[RECORDS TO USE — start]
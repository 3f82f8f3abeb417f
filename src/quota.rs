//! Fractional bandwidth quota and the pacer every transfer consults.

use std::fmt;
use std::sync::atomic::{AtomicU8, AtomicU64, Ordering};
use std::time::{Duration, Instant};

use parking_lot::Mutex;

use crate::error::QuotaError;
use crate::size::ByteSize;

/// Length of traffic a full bucket may release at once.
const BURST_WINDOW: Duration = Duration::from_millis(100);

/// How `Quota::get` rounds `capacity × fraction` to whole bytes.
#[derive(Debug, Clone, Copy, PartialEq, Eq, Default)]
#[repr(u8)]
pub enum RoundingMethod {
	#[default]
	Nearest = 0,
	Down = 1,
	Up = 2,
}

impl RoundingMethod {
	fn from_u8(v: u8) -> Self {
		match v {
			1 => RoundingMethod::Down,
			2 => RoundingMethod::Up,
			_ => RoundingMethod::Nearest,
		}
	}

	fn apply(self, x: f64) -> i64 {
		match self {
			RoundingMethod::Nearest => x.round() as i64,
			RoundingMethod::Down => x.floor() as i64,
			RoundingMethod::Up => x.ceil() as i64,
		}
	}
}

/// Token bucket state. `tokens` goes negative when a grant is issued on credit.
#[derive(Debug)]
struct Bucket {
	tokens: f64,
	last_refill: Instant,
}

/// A share of a capacity, e.g. 50% of 10 MiB/s.
///
/// The fraction can be changed at any time through a shared reference, so
/// one `Arc<Quota>` can pace several sockets at once: they all draw from
/// the same bucket.
pub struct Quota {
	capacity: ByteSize,
	fraction: AtomicU64,
	rounding: AtomicU8,
	bucket: Mutex<Bucket>,
}

impl Quota {
	/// Creates a quota of `fraction` of `capacity`.
	pub fn new(capacity: ByteSize, fraction: f64) -> Result<Self, QuotaError> {
		validate(fraction)?;
		Ok(Self::with_fraction(capacity, fraction))
	}

	/// Creates a quota from a textual fraction, see [`Quota::set_fraction_str`].
	pub fn parse(capacity: ByteSize, text: &str) -> Result<Self, QuotaError> {
		let quota = Self::with_fraction(capacity, 1.0);
		quota.set_fraction_str(text)?;
		Ok(quota)
	}

	/// Creates a quota that allots exactly `allotted` of `capacity`.
	pub fn from_allotted(capacity: ByteSize, allotted: ByteSize) -> Result<Self, QuotaError> {
		if capacity.get() <= 0 {
			return Err(QuotaError::Parse {
				input: allotted.to_string(),
				reason: "capacity is zero".into(),
			});
		}
		Self::new(capacity, allotted / capacity)
	}

	/// The whole capacity.
	pub fn unlimited(capacity: ByteSize) -> Self {
		Self::with_fraction(capacity, 1.0)
	}

	fn with_fraction(capacity: ByteSize, fraction: f64) -> Self {
		Self {
			capacity,
			fraction: AtomicU64::new(fraction.to_bits()),
			rounding: AtomicU8::new(RoundingMethod::Nearest as u8),
			bucket: Mutex::new(Bucket {
				tokens: burst_for(capacity.get() as f64 * fraction),
				last_refill: Instant::now(),
			}),
		}
	}

	#[inline]
	pub fn fraction(&self) -> f64 {
		f64::from_bits(self.fraction.load(Ordering::Acquire))
	}

	/// Sets the fraction. Out-of-range values are rejected and the previous
	/// fraction is kept.
	pub fn set_fraction(&self, fraction: f64) -> Result<(), QuotaError> {
		validate(fraction)?;
		self.fraction.store(fraction.to_bits(), Ordering::Release);
		tracing::debug!(fraction, "quota fraction updated");
		Ok(())
	}

	/// Sets the fraction from text: `"0.25"`, `"25%"` or a byte quantity
	/// relative to the capacity such as `"256 KiB"`.
	pub fn set_fraction_str(&self, text: &str) -> Result<(), QuotaError> {
		let fraction = self.parse_fraction(text)?;
		self.set_fraction(fraction)
	}

	/// Parses `text` into a fraction without applying it.
	pub fn parse_fraction(&self, text: &str) -> Result<f64, QuotaError> {
		if let Some(value) = parse_decimal_or_percent(text) {
			return value.map_err(|reason| QuotaError::Parse { input: text.to_string(), reason });
		}
		let allotted = ByteSize::parse(text).map_err(|e| QuotaError::Parse {
			input: text.to_string(),
			reason: e.reason.to_string(),
		})?;
		if self.capacity.get() <= 0 {
			return Err(QuotaError::Parse {
				input: text.to_string(),
				reason: "capacity is zero".into(),
			});
		}
		Ok(allotted / self.capacity)
	}

	pub fn capacity(&self) -> ByteSize {
		self.capacity
	}

	pub fn rounding_method(&self) -> RoundingMethod {
		RoundingMethod::from_u8(self.rounding.load(Ordering::Relaxed))
	}

	pub fn set_rounding_method(&self, method: RoundingMethod) {
		self.rounding.store(method as u8, Ordering::Relaxed);
	}

	/// Allotted bytes, `capacity × fraction`, rounded.
	pub fn get(&self) -> i64 {
		self.rounding_method().apply(self.capacity.get() as f64 * self.fraction())
	}

	/// Allotted bytes as a quantity.
	pub fn allotted(&self) -> ByteSize {
		ByteSize::new(self.get())
	}

	/// Pacing rate in bytes per second.
	#[inline]
	pub fn rate(&self) -> f64 {
		(self.capacity.get().max(0) as f64) * self.fraction()
	}

	/// Largest chunk a single grant can cover.
	pub fn burst(&self) -> usize {
		burst_for(self.rate()) as usize
	}

	/// Waits until up to `want` bytes may be sent and returns how many.
	///
	/// The grant is at most one burst. Returns `None` when the rate is zero:
	/// nothing may ever be sent, so callers fail instead of waiting.
	pub fn throttle(&self, want: usize) -> Option<usize> {
		let burst = burst_for(self.rate()) as usize;
		self.pace(want.min(burst))
	}

	/// Waits until `len` bytes may be sent as one unit.
	///
	/// Unlike [`Quota::throttle`] the grant is never split; whatever exceeds
	/// the bucket is taken on credit and slept off before returning. Used
	/// for datagrams, which must leave in a single send.
	pub fn throttle_exact(&self, len: usize) -> Option<usize> {
		self.pace(len)
	}

	fn pace(&self, grant: usize) -> Option<usize> {
		let wait = self.reserve(grant)?;
		if !wait.is_zero() {
			tracing::trace!(grant, wait_us = wait.as_micros() as u64, "quota pacing");
			std::thread::sleep(wait);
		}
		Some(grant)
	}

	/// Takes `grant` bytes from the bucket without sleeping and returns how
	/// long the caller must wait before using them.
	fn reserve(&self, grant: usize) -> Option<Duration> {
		let rate = self.rate();
		if rate <= 0.0 || !rate.is_finite() {
			return None;
		}
		if grant == 0 {
			return Some(Duration::ZERO);
		}
		let burst = burst_for(rate);

		let mut bucket = self.bucket.lock();
		let now = Instant::now();
		let elapsed = now.duration_since(bucket.last_refill).as_secs_f64();
		bucket.tokens = (bucket.tokens + elapsed * rate).min(burst);
		bucket.last_refill = now;
		bucket.tokens -= grant as f64;
		let debt = -bucket.tokens;
		drop(bucket);

		let wait = if debt > 0.0 {
			Duration::from_secs_f64(debt / rate)
		} else {
			Duration::ZERO
		};
		Some(wait)
	}
}

impl Clone for Quota {
	/// Copies capacity, fraction and rounding; the copy paces independently.
	fn clone(&self) -> Self {
		let quota = Self::with_fraction(self.capacity, self.fraction());
		quota.set_rounding_method(self.rounding_method());
		quota
	}
}

impl PartialEq for Quota {
	fn eq(&self, other: &Self) -> bool {
		self.capacity == other.capacity && self.fraction() == other.fraction()
	}
}

impl fmt::Debug for Quota {
	fn fmt(&self, f: &mut fmt::Formatter<'_>) -> fmt::Result {
		f.debug_struct("Quota")
			.field("capacity", &self.capacity)
			.field("fraction", &self.fraction())
			.field("rounding", &self.rounding_method())
			.finish()
	}
}

impl fmt::Display for Quota {
	fn fmt(&self, f: &mut fmt::Formatter<'_>) -> fmt::Result {
		write!(f, "{}", self.allotted())
	}
}

fn validate(fraction: f64) -> Result<(), QuotaError> {
	if (0.0..=1.0).contains(&fraction) {
		Ok(())
	} else {
		Err(QuotaError::InvalidValue { value: fraction })
	}
}

fn burst_for(rate: f64) -> f64 {
	(rate * BURST_WINDOW.as_secs_f64()).max(1.0).floor()
}

/// Matches `\s*\d+(\.\d*)?\s*%?\s*`. `None` when the text has another shape.
fn parse_decimal_or_percent(text: &str) -> Option<Result<f64, String>> {
	let trimmed = text.trim();
	let (number, divisor) = match trimmed.strip_suffix('%') {
		Some(n) => (n.trim_end(), 100.0),
		None => (trimmed, 1.0),
	};
	let int_len = number.bytes().take_while(u8::is_ascii_digit).count();
	if int_len == 0 {
		return None;
	}
	let tail = &number[int_len..];
	let valid_tail = match tail.strip_prefix('.') {
		Some(frac) => frac.bytes().all(|b| b.is_ascii_digit()),
		None => tail.is_empty(),
	};
	if !valid_tail {
		return None;
	}
	Some(
		number
			.parse::<f64>()
			.map(|v| v / divisor)
			.map_err(|e| format!("failed to interpret {:?} as a number: {}", number, e)),
	)
}

/*
 Token bucket with debt:
  ┌──────────────┬──────────────────────────────────────────────┐
  │ rate         │ capacity × fraction, bytes per second        │
  ├──────────────┼──────────────────────────────────────────────┤
  │ burst        │ rate × 100ms, at least one byte              │
  ├──────────────┼──────────────────────────────────────────────┤
  │ grant        │ min(want, burst), always issued immediately  │
  ├──────────────┼──────────────────────────────────────────────┤
  │ wait         │ -tokens / rate when the bucket is in debt    │
  └──────────────┴──────────────────────────────────────────────┘
*/
use crate::size::ByteSize;

/// Types a config scalar can be read as.
pub trait FromConfigValue: Sized {
	/// Shown in `ConfigError::InvalidValue`.
	const EXPECTED: &'static str;

	fn from_config_value(raw: &str) -> Option<Self>;
}

impl FromConfigValue for String {
	const EXPECTED: &'static str = "a string";

	fn from_config_value(raw: &str) -> Option<Self> {
		Some(raw.to_string())
	}
}

impl FromConfigValue for bool {
	const EXPECTED: &'static str = "a boolean";

	fn from_config_value(raw: &str) -> Option<Self> {
		match raw.trim().to_ascii_lowercase().as_str() {
			"1" | "true" | "yes" | "on" => Some(true),
			"0" | "false" | "no" | "off" => Some(false),
			_ => None,
		}
	}
}

impl FromConfigValue for ByteSize {
	const EXPECTED: &'static str = "a byte quantity";

	fn from_config_value(raw: &str) -> Option<Self> {
		ByteSize::parse(raw).ok()
	}
}

macro_rules! from_str_value {
	($($ty:ty => $what:literal),* $(,)?) => {
		$(
			impl FromConfigValue for $ty {
				const EXPECTED: &'static str = $what;

				fn from_config_value(raw: &str) -> Option<Self> {
					raw.trim().parse().ok()
				}
			}
		)*
	};
}

from_str_value! {
	i8 => "an integer", i16 => "an integer", i32 => "an integer", i64 => "an integer",
	u8 => "an unsigned integer", u16 => "an unsigned integer", u32 => "an unsigned integer",
	u64 => "an unsigned integer", usize => "an unsigned integer",
	f32 => "a number", f64 => "a number",
}
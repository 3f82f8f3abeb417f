use std::fmt;

use crate::socket::State;

/// Lifecycle stage a socket operation belongs to.
#[derive(Debug, Clone, Copy, PartialEq, Eq, Hash)]
pub enum Stage {
	Create,
	Address,
	Bind,
	Listen,
	Accept,
	Connect,
	Read,
	Write,
	Shutdown,
	Close,
}

impl fmt::Display for Stage {
	fn fmt(&self, f: &mut fmt::Formatter<'_>) -> fmt::Result {
		let name = match self {
			Stage::Create => "create",
			Stage::Address => "address",
			Stage::Bind => "bind",
			Stage::Listen => "listen",
			Stage::Accept => "accept",
			Stage::Connect => "connect",
			Stage::Read => "read",
			Stage::Write => "write",
			Stage::Shutdown => "shutdown",
			Stage::Close => "close",
		};
		f.write_str(name)
	}
}

/// Why a socket operation failed.
#[derive(Debug, Clone, PartialEq, Eq)]
pub enum Cause {
	/// The syscall returned -1.
	Os { errno: i32 },
	/// setsockopt/getsockopt/fcntl failed while applying an option.
	Option { name: &'static str, errno: i32 },
	/// The operation is not valid from the socket's current state.
	InvalidState { state: State },
	/// The peer closed the connection.
	PeerClosed,
	/// The socket was closed while the operation was pending.
	Cancelled,
	/// The peer answered a synchronous send with something other than ACK.
	AckMismatch { got: u8 },
	/// The associated quota allows no throughput at all.
	QuotaExhausted,
	/// The path does not fit in `sun_path`.
	AddressTooLong,
	/// The endpoint could not be parsed or resolved.
	Unresolved { reason: String },
	/// The endpoint family differs from the socket's family.
	FamilyMismatch,
	/// A control message carrying a descriptor was expected but not received.
	MissingDescriptor,
	/// A datagram did not fit the receive buffer; `len` is its real size.
	Truncated { len: usize },
}

impl Cause {
	/// Returns the OS error number behind this cause, if any.
	pub fn errno(&self) -> Option<i32> {
		match self {
			Cause::Os { errno } | Cause::Option { errno, .. } => Some(*errno),
			_ => None,
		}
	}

	#[inline]
	pub(crate) fn last_os() -> Self {
		Cause::Os { errno: errno() }
	}
}

impl fmt::Display for Cause {
	fn fmt(&self, f: &mut fmt::Formatter<'_>) -> fmt::Result {
		match self {
			Cause::Os { errno } => f.write_str(&errno_to_str(*errno)),
			Cause::Option { name, errno } => write!(f, "option {}: {}", name, errno_to_str(*errno)),
			Cause::InvalidState { state } => write!(f, "invalid state: socket is {}", state),
			Cause::PeerClosed => f.write_str("connection closed by peer"),
			Cause::Cancelled => f.write_str("cancelled by close"),
			Cause::AckMismatch { got } => write!(f, "ACK failed (got {:#04x})", got),
			Cause::QuotaExhausted => f.write_str("quota allows no throughput"),
			Cause::AddressTooLong => f.write_str("address too long"),
			Cause::Unresolved { reason } => write!(f, "unresolved: {}", reason),
			Cause::FamilyMismatch => f.write_str("address family does not match socket"),
			Cause::MissingDescriptor => f.write_str("no descriptor in control message"),
			Cause::Truncated { len } => write!(f, "datagram of {} bytes truncated", len),
		}
	}
}

/// Socket lifecycle errors, one variant per stage.
#[derive(Debug, Clone, PartialEq, Eq, thiserror::Error)]
pub enum SocketError {
	#[error("socket() failed: {cause}")]
	Create { cause: Cause },

	#[error("address {addr:?}: {cause}")]
	Address { addr: String, cause: Cause },

	#[error("bind({addr}) failed: {cause}")]
	Bind { addr: String, cause: Cause },

	#[error("listen(backlog={backlog}) failed: {cause}")]
	Listen { backlog: i32, cause: Cause },

	#[error("accept() failed: {cause}")]
	Accept { cause: Cause },

	#[error("connect({addr}) failed: {cause}")]
	Connect { addr: String, cause: Cause },

	#[error("read() failed: {cause}")]
	Read { cause: Cause },

	#[error("write() failed: {cause}")]
	Write { cause: Cause },

	#[error("shutdown() failed: {cause}")]
	Shutdown { cause: Cause },

	#[error("close() failed: {cause}")]
	Close { cause: Cause },
}

impl SocketError {
	/// Returns the lifecycle stage that failed.
	pub fn stage(&self) -> Stage {
		match self {
			SocketError::Create { .. } => Stage::Create,
			SocketError::Address { .. } => Stage::Address,
			SocketError::Bind { .. } => Stage::Bind,
			SocketError::Listen { .. } => Stage::Listen,
			SocketError::Accept { .. } => Stage::Accept,
			SocketError::Connect { .. } => Stage::Connect,
			SocketError::Read { .. } => Stage::Read,
			SocketError::Write { .. } => Stage::Write,
			SocketError::Shutdown { .. } => Stage::Shutdown,
			SocketError::Close { .. } => Stage::Close,
		}
	}

	pub fn cause(&self) -> &Cause {
		match self {
			SocketError::Create { cause }
			| SocketError::Address { cause, .. }
			| SocketError::Bind { cause, .. }
			| SocketError::Listen { cause, .. }
			| SocketError::Accept { cause }
			| SocketError::Connect { cause, .. }
			| SocketError::Read { cause }
			| SocketError::Write { cause }
			| SocketError::Shutdown { cause }
			| SocketError::Close { cause } => cause,
		}
	}

	/// Returns the underlying OS error number, if the failure came from a syscall.
	pub fn errno(&self) -> Option<i32> {
		self.cause().errno()
	}

	/// True when the operation was rejected because of the socket's state.
	pub fn is_invalid_state(&self) -> bool {
		matches!(self.cause(), Cause::InvalidState { .. })
	}

	/// Builds the stage's own error for an out-of-order call.
	pub(crate) fn invalid_state(stage: Stage, state: State) -> Self {
		let cause = Cause::InvalidState { state };
		match stage {
			Stage::Create => SocketError::Create { cause },
			Stage::Address => SocketError::Address { addr: String::new(), cause },
			Stage::Bind => SocketError::Bind { addr: String::new(), cause },
			Stage::Listen => SocketError::Listen { backlog: 0, cause },
			Stage::Accept => SocketError::Accept { cause },
			Stage::Connect => SocketError::Connect { addr: String::new(), cause },
			Stage::Read => SocketError::Read { cause },
			Stage::Write => SocketError::Write { cause },
			Stage::Shutdown => SocketError::Shutdown { cause },
			Stage::Close => SocketError::Close { cause },
		}
	}
}

/// Failure to parse a byte quantity such as `"10 MiB"`.
#[derive(Debug, Clone, PartialEq, Eq, thiserror::Error)]
#[error("failed to parse {input:?} as bytes: {reason}")]
pub struct ByteSizeError {
	pub input: String,
	pub reason: &'static str,
}

/// Quota validation errors.
#[derive(Debug, Clone, PartialEq, thiserror::Error)]
pub enum QuotaError {
	#[error("failed to parse quota {input:?}: {reason}")]
	Parse { input: String, reason: String },

	#[error("quota fraction {value} outside [0, 1]")]
	InvalidValue { value: f64 },
}

/// Configuration parse and lookup errors.
#[derive(Debug, thiserror::Error)]
pub enum ConfigError {
	#[error("{source_name}:{line}: syntax error: {reason}")]
	Syntax { source_name: String, line: usize, reason: String },

	#[error("{source_name}:{line}: duplicate key `{key}` in section [{section}]")]
	DuplicateKey { source_name: String, line: usize, section: String, key: String },

	#[error("cannot include `{name}`: {reason}")]
	Include { name: String, reason: String },

	#[error("[{section}]: no entry `{key}`")]
	KeyNotFound { section: String, key: String },

	#[error("[{section}]: invalid value for `{key}` = {value:?}: expected {expected}")]
	InvalidValue { section: String, key: String, value: String, expected: &'static str },

	#[error("[{section}]: invalid quota `{key}`: {source}")]
	Quota { section: String, key: String, source: QuotaError },

	#[error("no config file at {path}: {source}")]
	Io { path: String, source: std::io::Error },
}

/// Any error this crate produces.
#[derive(Debug, thiserror::Error)]
pub enum Error {
	#[error(transparent)]
	Socket(#[from] SocketError),

	#[error(transparent)]
	Config(#[from] ConfigError),

	#[error(transparent)]
	Quota(#[from] QuotaError),

	#[error(transparent)]
	ByteSize(#[from] ByteSizeError),
}

/// Returns current errno value.
#[inline]
pub fn errno() -> i32 {
	unsafe { *libc::__errno_location() }
}

/// Converts errno to human-readable string.
fn errno_to_str(errno: i32) -> String {
	match errno {
		libc::EACCES => "permission denied".into(),
		libc::EADDRINUSE => "address already in use".into(),
		libc::EADDRNOTAVAIL => "address not available".into(),
		libc::EAFNOSUPPORT => "address family not supported".into(),
		libc::EAGAIN => "resource temporarily unavailable".into(),
		libc::EBADF => "bad file descriptor".into(),
		libc::ECONNREFUSED => "connection refused".into(),
		libc::ECONNRESET => "connection reset by peer".into(),
		libc::EINPROGRESS => "operation in progress".into(),
		libc::EINTR => "interrupted by signal".into(),
		libc::EINVAL => "invalid argument".into(),
		libc::EMFILE => "too many open files".into(),
		libc::ENAMETOOLONG => "name too long".into(),
		libc::ENETUNREACH => "network unreachable".into(),
		libc::ENOBUFS => "no buffer space available".into(),
		libc::ENOENT => "no such file or directory".into(),
		libc::ENOTCONN => "not connected".into(),
		libc::EOPNOTSUPP => "operation not supported".into(),
		libc::EPIPE => "broken pipe".into(),
		libc::ETIMEDOUT => "connection timed out".into(),
		_ => format!("errno {}", errno),
	}
}

/// Maps errno to std::io::ErrorKind.
fn errno_to_kind(errno: i32) -> std::io::ErrorKind {
	match errno {
		libc::EACCES | libc::EPERM => std::io::ErrorKind::PermissionDenied,
		libc::EADDRINUSE => std::io::ErrorKind::AddrInUse,
		libc::EADDRNOTAVAIL => std::io::ErrorKind::AddrNotAvailable,
		libc::EAGAIN => std::io::ErrorKind::WouldBlock,
		libc::ECONNREFUSED => std::io::ErrorKind::ConnectionRefused,
		libc::ECONNRESET => std::io::ErrorKind::ConnectionReset,
		libc::EINTR => std::io::ErrorKind::Interrupted,
		libc::EINVAL => std::io::ErrorKind::InvalidInput,
		libc::ENOTCONN => std::io::ErrorKind::NotConnected,
		libc::EPIPE => std::io::ErrorKind::BrokenPipe,
		libc::ETIMEDOUT => std::io::ErrorKind::TimedOut,
		_ => std::io::ErrorKind::Other,
	}
}

impl From<SocketError> for std::io::Error {
	fn from(err: SocketError) -> Self {
		let kind = match err.cause() {
			Cause::Os { errno } | Cause::Option { errno, .. } => errno_to_kind(*errno),
			Cause::InvalidState { .. } => std::io::ErrorKind::NotConnected,
			Cause::PeerClosed => std::io::ErrorKind::ConnectionReset,
			Cause::Cancelled => std::io::ErrorKind::Interrupted,
			Cause::AckMismatch { .. } => std::io::ErrorKind::InvalidData,
			Cause::QuotaExhausted => std::io::ErrorKind::WouldBlock,
			Cause::AddressTooLong
			| Cause::Unresolved { .. }
			| Cause::FamilyMismatch => std::io::ErrorKind::InvalidInput,
			Cause::MissingDescriptor | Cause::Truncated { .. } => std::io::ErrorKind::InvalidData,
		};
		std::io::Error::new(kind, err)
	}
}

#[cfg(test)]
mod tests {
	use super::*;

	#[test]
	fn stage_matches_variant() {
		let err = SocketError::Connect { addr: "unix:/x".into(), cause: Cause::Os { errno: libc::ECONNREFUSED } };
		assert_eq!(err.stage(), Stage::Connect);
		assert_eq!(err.errno(), Some(libc::ECONNREFUSED));
		assert_eq!(err.to_string(), "connect(unix:/x) failed: connection refused");
	}

	#[test]
	fn invalid_state_keeps_stage() {
		let err = SocketError::invalid_state(Stage::Write, State::Created);
		assert_eq!(err.stage(), Stage::Write);
		assert!(err.is_invalid_state());
		assert_eq!(err.errno(), None);
		assert!(err.to_string().contains("invalid state"));
	}

	#[test]
	fn converts_to_io_error_kind() {
		let io: std::io::Error = SocketError::Write { cause: Cause::Os { errno: libc::EPIPE } }.into();
		assert_eq!(io.kind(), std::io::ErrorKind::BrokenPipe);

		let io: std::io::Error = SocketError::Read { cause: Cause::InvalidState { state: State::Closed } }.into();
		assert_eq!(io.kind(), std::io::ErrorKind::NotConnected);
	}
}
[RECORDS TO USE — finish]
EXERCISE GOAL:
Look through the entries above and copy each line that has "NotConnected" in it.

SOLUTION TO THIS TASK:
		libc::ENOTCONN => std::io::ErrorKind::NotConnected,
			Cause::InvalidState { .. } => std::io::ErrorKind::NotConnected,
		assert_eq!(io.kind(), std::io::ErrorKind::NotConnected);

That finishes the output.